Tolls are assessed electronically in the southbound direction only – heading into San Francisco from Marin County.
The Bridge is part of the National Highway System, not the California State Highway System. U.S. Highway 101 and State Route 1 both end at the north abutment of the Bridge and 1,000 feet south of the Bridge Toll Plaza.
All vehicles crossing the Bridge must be in compliance with California Vehicle Code. The California Highway Patrol (CHP) has policing authority on the Bridge.
Any person who willfully drops or throws any object or missile from any toll bridge is guilty of a misdemeanor (CA Penal Code §219.3).
The speed limit on the Bridge is 45 miles per hour (MPH). If travelling south, the speed limit through the toll plaza is 25 MPH. If travelling north, the speed limit is 35 MPH with an advisory speed of 25 MPH in the toll plaza area.
The curb lanes (right lane, in both directions) are wider than other lanes - 11 feet wide versus 10 feet wide. At the Toll Plaza, toll lanes #1 and #2 are wider than all other toll lanes - 11 feet, 10 inches wide versus 9 feet, 2 inches wide. The height limit through the Toll Plaza is 14 feet, 6 inches.
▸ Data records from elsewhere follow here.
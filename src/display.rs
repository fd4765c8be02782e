//! 再表示
//!
//! エンジンは描画の見た目を規定しない。各ループでバッファ・カーソル・マーク・
//! モードなどの状態を `EditorView` として渡すだけ。

use crate::completion::Candidate;
use crate::error::Result;
use crossterm::{
    cursor::{MoveToColumn, MoveUp},
    queue,
    style::Print,
    terminal::{self, Clear, ClearType},
};
use std::io::{self, Write};
use unicode_width::UnicodeWidthChar;

/// ベルの鳴らし方
#[derive(Debug, Clone, Copy, PartialEq, Eq)]
pub enum BellStyle {
    None,
    Audible,
    Visible,
}

impl BellStyle {
    /// `bell-style` と `prefer-visible-bell` から決める
    pub fn from_variables(style: Option<&str>, prefer_visible: bool) -> Self {
        match style.map(str::to_ascii_lowercase).as_deref() {
            Some("none") | Some("off") => BellStyle::None,
            Some("visible") => BellStyle::Visible,
            _ if prefer_visible => BellStyle::Visible,
            _ => BellStyle::Audible,
        }
    }
}

/// 描画に必要な編集状態
#[derive(Debug, Clone)]
pub struct EditorView<'a> {
    pub prompt: &'a str,
    pub text: &'a [char],
    pub cursor: usize,
    pub mark: Option<usize>,
    /// 有効なキーマップ（優先順）
    pub keymaps: Vec<&'static str>,
    /// インクリメンタル検索中のプロンプト
    pub search: Option<String>,
    /// 検索が失敗しているか
    pub search_failed: bool,
    /// 一覧表示する補完候補
    pub listing: Option<&'a [Candidate]>,
    /// メニュー選択中の候補
    pub menu_selected: Option<usize>,
    /// 入力中の数値引数
    pub argument: Option<i64>,
    /// 上書きモード
    pub overwrite: bool,
    /// 再帰編集の深さ
    pub depth: usize,
    /// ウィジェットからの一行メッセージ
    pub message: Option<&'a str>,
}

/// 再表示の担当
pub trait Redisplay {
    /// 現在の状態を描画
    fn redisplay(&mut self, view: &EditorView<'_>) -> Result<()>;

    /// ベル
    fn bell(&mut self, style: BellStyle) -> Result<()>;

    /// 画面消去
    fn clear_screen(&mut self) -> Result<()> {
        Ok(())
    }

    /// 行の確定・破棄時の後始末
    fn finish(&mut self, _view: &EditorView<'_>) -> Result<()> {
        Ok(())
    }
}

/// 何も描画しない
#[derive(Debug, Clone, Copy, Default)]
pub struct NullDisplay;

impl Redisplay for NullDisplay {
    fn redisplay(&mut self, _view: &EditorView<'_>) -> Result<()> {
        Ok(())
    }

    fn bell(&mut self, _style: BellStyle) -> Result<()> {
        Ok(())
    }
}

/// 文字の表示幅（制御文字は `^X` 表記で2桁）
fn char_width(c: char) -> usize {
    if c.is_control() {
        2
    } else {
        c.width().unwrap_or(0)
    }
}

fn push_visible(out: &mut String, c: char) {
    if c.is_control() {
        out.push('^');
        out.push(char::from_u32((c as u32) ^ 0x40).unwrap_or('?'));
    } else {
        out.push(c);
    }
}

/// crossterm による単純な行描画
///
/// 複数行バッファは行ごとに改行して描画する。端末は呼び出し側でrawモードにしておくこと。
pub struct TerminalDisplay<W: Write> {
    out: W,
    /// 前回描画時のカーソル行（先頭行からの相対）
    cursor_row: u16,
    /// 前回描画した行数
    rows: u16,
}

impl TerminalDisplay<io::Stdout> {
    pub fn stdout() -> Self {
        Self::new(io::stdout())
    }
}

impl<W: Write> TerminalDisplay<W> {
    pub fn new(out: W) -> Self {
        Self {
            out,
            cursor_row: 0,
            rows: 1,
        }
    }

    fn width(&self) -> usize {
        terminal::size().map(|(w, _)| w.max(1) as usize).unwrap_or(80)
    }

    /// 前回の描画を消して先頭行の行頭へ戻る
    fn rewind(&mut self) -> Result<()> {
        if self.cursor_row > 0 {
            queue!(self.out, MoveUp(self.cursor_row))?;
        }
        queue!(self.out, MoveToColumn(0), Clear(ClearType::FromCursorDown))?;
        self.cursor_row = 0;
        Ok(())
    }

    fn render_lines(&self, view: &EditorView<'_>) -> (Vec<String>, u16, u16) {
        let width = self.width();
        let prompt = match &view.search {
            Some(search) => format!("{}{}", view.prompt, search),
            None => match view.argument {
                Some(arg) => format!("(arg: {}) {}", arg, view.prompt),
                None => view.prompt.to_string(),
            },
        };

        let mut lines = vec![String::new()];
        let mut col = 0usize;
        let mut cursor = (0u16, 0u16);
        for c in prompt.chars() {
            lines[0].push(c);
            col += char_width(c);
        }
        for (i, &c) in view.text.iter().enumerate() {
            if i == view.cursor {
                cursor = ((lines.len() - 1) as u16, (col % width) as u16);
            }
            if c == '\n' {
                lines.push(String::new());
                col = 0;
                continue;
            }
            let last = lines.len() - 1;
            push_visible(&mut lines[last], c);
            col += char_width(c);
        }
        if view.cursor >= view.text.len() {
            cursor = ((lines.len() - 1) as u16, (col % width) as u16);
        }

        if let Some(message) = view.message {
            lines.push(message.to_string());
        }
        if let Some(listing) = view.listing {
            for (i, candidate) in listing.iter().enumerate() {
                let marker = if view.menu_selected == Some(i) { "> " } else { "  " };
                lines.push(format!("{}{}", marker, candidate.display));
            }
        }
        (lines, cursor.0, cursor.1)
    }
}

impl<W: Write + Send> Redisplay for TerminalDisplay<W> {
    fn redisplay(&mut self, view: &EditorView<'_>) -> Result<()> {
        let (lines, row, col) = self.render_lines(view);
        self.rewind()?;
        for (i, line) in lines.iter().enumerate() {
            if i > 0 {
                queue!(self.out, Print("\r\n"))?;
            }
            queue!(self.out, Print(line))?;
        }
        let last_row = (lines.len() - 1) as u16;
        if last_row > row {
            queue!(self.out, MoveUp(last_row - row))?;
        }
        queue!(self.out, MoveToColumn(col))?;
        self.cursor_row = row;
        self.rows = lines.len() as u16;
        self.out.flush()?;
        Ok(())
    }

    fn bell(&mut self, style: BellStyle) -> Result<()> {
        if style == BellStyle::Audible {
            queue!(self.out, Print('\x07'))?;
            self.out.flush()?;
        }
        Ok(())
    }

    fn clear_screen(&mut self) -> Result<()> {
        queue!(
            self.out,
            Clear(ClearType::All),
            crossterm::cursor::MoveTo(0, 0)
        )?;
        self.cursor_row = 0;
        self.rows = 1;
        self.out.flush()?;
        Ok(())
    }

    fn finish(&mut self, view: &EditorView<'_>) -> Result<()> {
        let finished = EditorView {
            listing: None,
            search: None,
            argument: None,
            message: None,
            cursor: view.text.len(),
            ..view.clone()
        };
        self.redisplay(&finished)?;
        queue!(self.out, Print("\r\n"))?;
        self.cursor_row = 0;
        self.rows = 1;
        self.out.flush()?;
        Ok(())
    }
}

#[cfg(test)]
mod tests {
    use super::*;

    fn view<'a>(prompt: &'a str, text: &'a [char], cursor: usize) -> EditorView<'a> {
        EditorView {
            prompt,
            text,
            cursor,
            mark: None,
            keymaps: vec!["emacs"],
            search: None,
            search_failed: false,
            listing: None,
            menu_selected: None,
            argument: None,
            overwrite: false,
            depth: 0,
            message: None,
        }
    }

    #[test]
    fn test_bell_style_from_variables() {
        assert_eq!(BellStyle::from_variables(Some("none"), true), BellStyle::None);
        assert_eq!(BellStyle::from_variables(Some("audible"), true), BellStyle::Visible);
        assert_eq!(BellStyle::from_variables(None, false), BellStyle::Audible);
    }

    #[test]
    fn test_render_wide_and_control_chars() {
        let display = TerminalDisplay::new(Vec::new());
        let text: Vec<char> = "日本\x01".chars().collect();
        let (lines, row, col) = display.render_lines(&view("> ", &text, 2));
        assert_eq!(lines, vec!["> 日本^A".to_string()]);
        assert_eq!((row, col), (0, 6));
    }

    #[test]
    fn test_render_multi_line_and_listing() {
        let display = TerminalDisplay::new(Vec::new());
        let text: Vec<char> = "ab\ncd".chars().collect();
        let candidates = vec![Candidate::new("one"), Candidate::new("two")];
        let mut v = view("$ ", &text, 5);
        v.listing = Some(&candidates);
        v.menu_selected = Some(1);
        let (lines, row, col) = display.render_lines(&v);
        assert_eq!(lines, vec!["$ ab", "cd", "  one", "> two"]);
        assert_eq!((row, col), (1, 2));
    }
}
Don't Fly Drones at the Golden Gate Bridge
Drones (also known as Unmanned Aerial Systems) pose a safety and security risk to the Golden Gate Bridge. They are banned from flying over or near the Bridge or other District property. Look for signs that remind people that drones are prohibited.
The Bridge is a very busy roadway, both as a transportation artery in and out of San Francisco and as an icon for the thousands of people who will visit over the holiday season. Whether due to operator error or technical problems, drones can and do fail. When they drop from the sky, they pose great risk of causing traffic, bicycle, and pedestrian accidents, especially given the crowded conditions on the Bridge and on District property. Drones are also prohibited from flying at or near the Bridge and surrounding property for security reasons. Drones found flying near the Bridge will be tracked and the operator identified. The aircraft may be confiscated and the operator may be prosecuted. Drones are also banned from National Park Service land, which includes areas immediately surrounding the Bridge to the north and south.